After local officials banned camping in urban areas, rural sites swelled. Now, the U.S. Forest Service is cracking down.
The U.S. Forest Service closed about 26,000 acres of the Deschutes National Forest on Thursday after homelessness advocates unsuccessfully attempted to delay the project’s start.
Forest Service officials have said they need to clear vegetation in the area to prevent wildfires. They gave roughly 200 people living in encampments nearly four months of warning to collect belongings and find somewhere else to go.
National homeless advocates say the evictions show the Trump administration’s ineffective approach to a widespread housing crisis. That political framing has drawn national media coverage to what’s been a years-long effort by local and state officials to stop people from living on public land in Central Oregon.
In the final week leading up to the closure, people at the site near Bend were hoping for reprieve while trying to get themselves and their community out of the forest. On Tuesday, a federal judge rejected a request for a temporary restraining order that would have paused the camp removal.

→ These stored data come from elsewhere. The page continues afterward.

pub mod budget;
pub mod composer;
pub mod primary;
pub mod types;

pub use budget::estimate_tokens;
pub use composer::Composer;
pub use primary::PrimaryEntityCache;
pub use types::{ClockBlock, Manifest, ManifestLayer, RecallCounts, RecallMode, RecallPackage, RecallRequest};
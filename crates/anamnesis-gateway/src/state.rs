use std::sync::Arc;

use anamnesis_anchors::{AnchorStore, EmbeddingClient, HttpEmbeddingClient};
use anamnesis_capture::CaptureStore;
use anamnesis_core::config::{AnamnesisConfig, EmbeddingsProviderConfig};
use anamnesis_core::clock::SystemClock;
use anamnesis_crystals::CrystalStore;
use anamnesis_health::HealthAggregator;
use anamnesis_ingest::{AnthropicCompletions, BatchStore, CompletionsProvider, IngestionController};
use anamnesis_inventory::InventoryStore;
use anamnesis_recall::Composer;
use anamnesis_texture::TextureStore;
use dashmap::DashMap;
use tokio_util::sync::CancellationToken;

/// Central shared state — passed as `Arc<AppState>` to every tool handler,
/// the Axum router, and the stdio JSON-RPC loop alike. There is exactly one
/// of these per process; both transports dispatch through it.
pub struct AppState {
    pub config: AnamnesisConfig,
    pub capture: Arc<CaptureStore>,
    pub anchors: Arc<AnchorStore>,
    pub texture: Arc<TextureStore>,
    pub crystals: Arc<CrystalStore>,
    pub inventory: Arc<InventoryStore>,
    pub composer: Arc<Composer>,
    pub ingestion: Arc<IngestionController>,
    pub health: Arc<HealthAggregator>,
    /// Shared with the ingestion controller's extraction calls; `crystallize`
    /// reuses it for summarization prompts rather than opening a second
    /// HTTP client for the same provider.
    pub completions: Arc<dyn CompletionsProvider>,
    /// Admin ops (`sync`, `summarize`, `ingest_batch`) are cancellable only
    /// at this layer; keyed by an opaque operation id minted by the caller.
    pub active_operations: DashMap<String, CancellationToken>,
}

impl AppState {
    /// Opens every layer's own connection onto the configured stores and
    /// wires the composer, ingestion controller, and health aggregator on
    /// top of them. Each layer manager gets its own `rusqlite::Connection`
    /// onto the shared SQLite file, mirroring how `anamnesis-ingest`'s
    /// `BatchStore` opens its own connection onto L1's file rather than
    /// sharing a handle across crate boundaries.
    pub async fn build(config: AnamnesisConfig) -> anyhow::Result<Self> {
        let capture_conn = rusqlite::Connection::open(&config.database.path)?;
        anamnesis_capture::db::init_db(&capture_conn)?;
        let capture = Arc::new(CaptureStore::new(capture_conn));

        let crystals_conn = rusqlite::Connection::open(&config.database.path)?;
        anamnesis_crystals::db::init_db(&crystals_conn)?;
        let crystals = Arc::new(CrystalStore::new(crystals_conn));

        let inventory_conn = rusqlite::Connection::open(&config.database.path)?;
        anamnesis_inventory::db::init_db(&inventory_conn)?;
        let inventory = Arc::new(InventoryStore::new(inventory_conn));

        let anchors_conn = rusqlite::Connection::open(&config.database.path)?;
        anamnesis_anchors::db::init_db(&anchors_conn)?;
        let embedder: Box<dyn EmbeddingClient> = Box::new(HttpEmbeddingClient::new(
            &config.providers.embeddings.clone().unwrap_or_else(default_embeddings_config),
        ));
        let anchors = Arc::new(AnchorStore::new(anchors_conn, embedder));

        let texture = Arc::new(
            TextureStore::connect(&config.texture.endpoint, &config.texture.namespace, &config.texture.database)
                .await?,
        );

        let batches_conn = rusqlite::Connection::open(&config.database.path)?;
        anamnesis_ingest::db::init_db(&batches_conn)?;
        let batches = BatchStore::new(batches_conn);

        let completions: Arc<dyn CompletionsProvider> = Arc::new(AnthropicCompletions::new(
            config.providers.completions.clone().unwrap_or_else(default_completions_config),
        ));

        let health = Arc::new(HealthAggregator::new(
            capture.clone(),
            config.anchors.directory.clone(),
            texture.clone(),
            crystals.clone(),
            inventory.clone(),
        ));

        let primary_entity_name =
            std::env::var("PRIMARY_ENTITY_NAME").unwrap_or_else(|_| "primary".to_string());

        let composer = Arc::new(Composer::new(
            capture.clone(),
            anchors.clone(),
            texture.clone(),
            crystals.clone(),
            Arc::new(SystemClock),
            primary_entity_name,
            config.recall.soft_deadline_ms,
            config.recall.startup_window,
        ));

        // A dedup merge can fold the primary entity's node onto another
        // uuid; invalidate the cache so the next recall re-resolves it
        // instead of serving the now-stale cached node.
        let composer_for_hook = composer.clone();
        let ingestion = Arc::new(
            IngestionController::new(
                capture.clone(),
                texture.clone(),
                crystals.clone(),
                batches,
                completions.clone(),
                config.ingest.clone(),
                config.texture.dedup_threshold,
            )
            .with_dedup_merge_hook(move |name| {
                if name.eq_ignore_ascii_case(composer_for_hook.primary_entity_name()) {
                    composer_for_hook.primary_entity_cache().invalidate();
                }
            }),
        );

        Ok(Self {
            config,
            capture,
            anchors,
            texture,
            crystals,
            inventory,
            composer,
            ingestion,
            health,
            completions,
            active_operations: DashMap::new(),
        })
    }
}

fn default_embeddings_config() -> EmbeddingsProviderConfig {
    EmbeddingsProviderConfig {
        api_key: String::new(),
        base_url: "https://api.openai.com".to_string(),
        model: "text-embedding-3-small".to_string(),
    }
}

fn default_completions_config() -> anamnesis_core::config::CompletionsProviderConfig {
    anamnesis_core::config::CompletionsProviderConfig {
        api_key: String::new(),
        base_url: "https://api.anthropic.com".to_string(),
        model: "claude-sonnet-4-6".to_string(),
    }
}
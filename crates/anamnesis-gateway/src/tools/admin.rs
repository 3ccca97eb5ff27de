use std::sync::Arc;

use serde_json::Value;

use anamnesis_core::error::Result;
use anamnesis_texture::{dedup, IngestionStats};

use crate::state::AppState;
use crate::tools::req_str_vec;

pub async fn ingest_batch_to_graphiti(state: Arc<AppState>, _args: Value) -> Result<Value> {
    let outcome = state.ingestion.tick().await?;
    Ok(serde_json::to_value(outcome).unwrap())
}

pub async fn graphiti_ingestion_stats(state: Arc<AppState>, _args: Value) -> Result<Value> {
    let (entities, edges) = state.texture.graph_counts().await?;
    let (succeeded, sentinel) = state.capture.ingestion_counts()?;
    let stats = IngestionStats {
        entities,
        edges,
        episodes_ingested: succeeded as usize,
        sentinel_messages: sentinel as usize,
    };
    Ok(serde_json::to_value(stats).unwrap())
}

pub async fn pps_health(state: Arc<AppState>, _args: Value) -> Result<Value> {
    let health = state.health.check().await;
    Ok(serde_json::to_value(health).unwrap())
}

pub async fn summary_stats(state: Arc<AppState>, _args: Value) -> Result<Value> {
    let stats = state.crystals.stats()?;
    Ok(serde_json::to_value(stats).unwrap())
}

/// Dry-run preview of what a dedup pass over the given entity names would
/// merge, without writing anything. The live merge only ever runs from the
/// ingestion tick; this lets an operator inspect a candidate merge first.
pub async fn dedup_preview(state: Arc<AppState>, args: Value) -> Result<Value> {
    let names = req_str_vec(&args, "names")?;
    let groups = dedup::scan(&state.texture, &names, state.config.texture.dedup_threshold).await?;

    let mut previews = Vec::with_capacity(groups.len());
    for group in &groups {
        let outcome = dedup::merge_group(&state.texture, group, true).await?;
        previews.push(serde_json::json!({
            "name": group.name,
            "group_size": group.nodes.len(),
            "would_keep": outcome.kept,
            "would_remove": outcome.removed,
        }));
    }
    Ok(serde_json::json!({ "groups": previews }))
}
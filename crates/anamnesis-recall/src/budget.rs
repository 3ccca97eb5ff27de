//! Character-budget accounting for the composer. Deliberately not coupled
//! to a tokenizer crate — the 4-chars-≈-1-token heuristic is good enough
//! for deciding how much to include, and the manifest reports exact chars
//! anyway.

/// Approximates token count from a character count. Used only to annotate
/// budget-related log lines; the manifest itself always reports chars.
pub fn estimate_tokens(text: &str) -> usize {
    (text.chars().count() + 3) / 4
}

/// Greedily takes whole items while they fit in `remaining_budget`, in the
/// given order. Never truncates an item mid-sentence — an item that
/// doesn't fit is dropped, not clipped.
pub fn fit_budget(items: Vec<String>, remaining_budget: usize) -> (Vec<String>, usize) {
    let mut kept = Vec::new();
    let mut used = 0usize;
    for item in items {
        let len = item.chars().count();
        if used + len > remaining_budget {
            continue;
        }
        used += len;
        kept.push(item);
    }
    (kept, used)
}

#[cfg(test)]
mod tests {
    use super::*;

    #[test]
    fn estimate_tokens_divides_by_four_rounding_up() {
        assert_eq!(estimate_tokens("abcd"), 1);
        assert_eq!(estimate_tokens("abcde"), 2);
        assert_eq!(estimate_tokens(""), 0);
    }

    #[test]
    fn fit_budget_drops_whole_items_that_overflow() {
        let items = vec!["a".repeat(10), "b".repeat(10), "c".repeat(5)];
        let (kept, used) = fit_budget(items, 15);
        assert_eq!(kept, vec!["a".repeat(10), "c".repeat(5)]);
        assert_eq!(used, 15);
    }
}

Mandy Bryant and her dog, Dude, drove along Horse Butte Road with Jesse Rabinowitz the day before the May 1 closure.
Rabinowitz, the campaign and communications director with the National Homelessness Law Center, described the closure as the largest eviction of people living on federal land in recent memory.
He flew to Oregon from Washington, D.C., to meet with displaced residents. Bryant had been living in the forest for years with her boyfriend, Chris Daggett. Daggett is a third-generation Bendite, who said he used to judge people living unsheltered before it happened to him.
In Central Oregon, people living in tents or cars have been driven from urban areas. In Bend, urban encampments on Hunnell Road, 2nd Street and Emerson Avenue have generated controversies over the last four years. In 2023, city councilors voted to make it more difficult for people to live in tents and cars to continue staying within city limits. Under the banner of updating the city’s parking code last year, councilors voted to require people to move their vehicles every 24 hours.
Some people driven out of the city moved to more rural areas to the north, to an encampment known as “Dirt World.” Others moved south, to the Deschutes National Forest, which residents refer to as “China Hat” and “Horse Butte.” The Forest Service calls its plan to close this area the Cabin Butte project.
A recent point-in-time count showed homelessness in Bend has decreased, while increasing in surrounding rural areas. Deschutes Forest manager Holly Jewkes alerted local officials in a 2022 letter that city sweeps were pushing people onto federal land. Thursday’s camp removals have the potential to move people back into more urban areas with tight regulations and limited resources for services.
‘More complex than just a tent’
The week leading up to the Cabin Butte closure, both Bryant’s and Daggett’s vehicles broke down. Bryant called it “a perfect storm of adding onto an already stressful moment.” She said it seemed to be happening to a lot of people who were trying to get their things together to leave.
Mandy Bryant looks out into the forest in the Horse Butte area of the Deschutes National Forest on Apr. 30, 2025. Bryant moved out of the Deschutes National Forest just before the May 1 closure.
On Wednesday, Rabinowitz picked up Bryant and drove out to have a pizza party in the forest, a goodbye event for a community where some residents have lived for years.
In addition to national advocates, local volunteers from Bend Equity Project and The National Vehicle Residency Collective gathered to share food and support people getting their things together in the last hours before the closure.
County service providers, though, steered clear. Colleen Thomas supervises Deschutes County’s Homeless Services Outreach Team. She said staff would not be there, partly out of self-preservation. She said the impact of this closure feels “a lot heavier” than the sweeps in Bend.
“The folks in the Cabin Butte area, some of them may have been living in this area for four, five years,” she said, “so they’ve created community and their homes are much more complex than just a tent on a sidewalk.”
Bryant said that when new people would move into their area, the couple would keep their distance, but after getting to know each other, they started to form a neighborly rapport.
Eventually, they begin to lean on each other.
“Most of the people out here, they’ll give you something today even though they know they’re going to need it tomorrow, just because you need it that day,” she said.
As the afternoon grew long on the day before the closure, Shauna Roberson was trying to bag up clothes. She wore a brace to support her back and said moving was painful. Robson was one of the 80 people to file a disability claim against the U.S. Department of Agriculture in an attempt to slow the looming forest closure. Local advocates also sought a restraining order against the Forest Service last week, but a judge denied the petition.
As Roberson packed, a law enforcement officer had just been by.
“They were actually really nice today,” she said.
She said they told her that before midnight, “we gotta be on the other side of the gate.”
The next day, 40 to 60 people were still in the area, according to Rabinowitz, even as local and federal law enforcement were on site.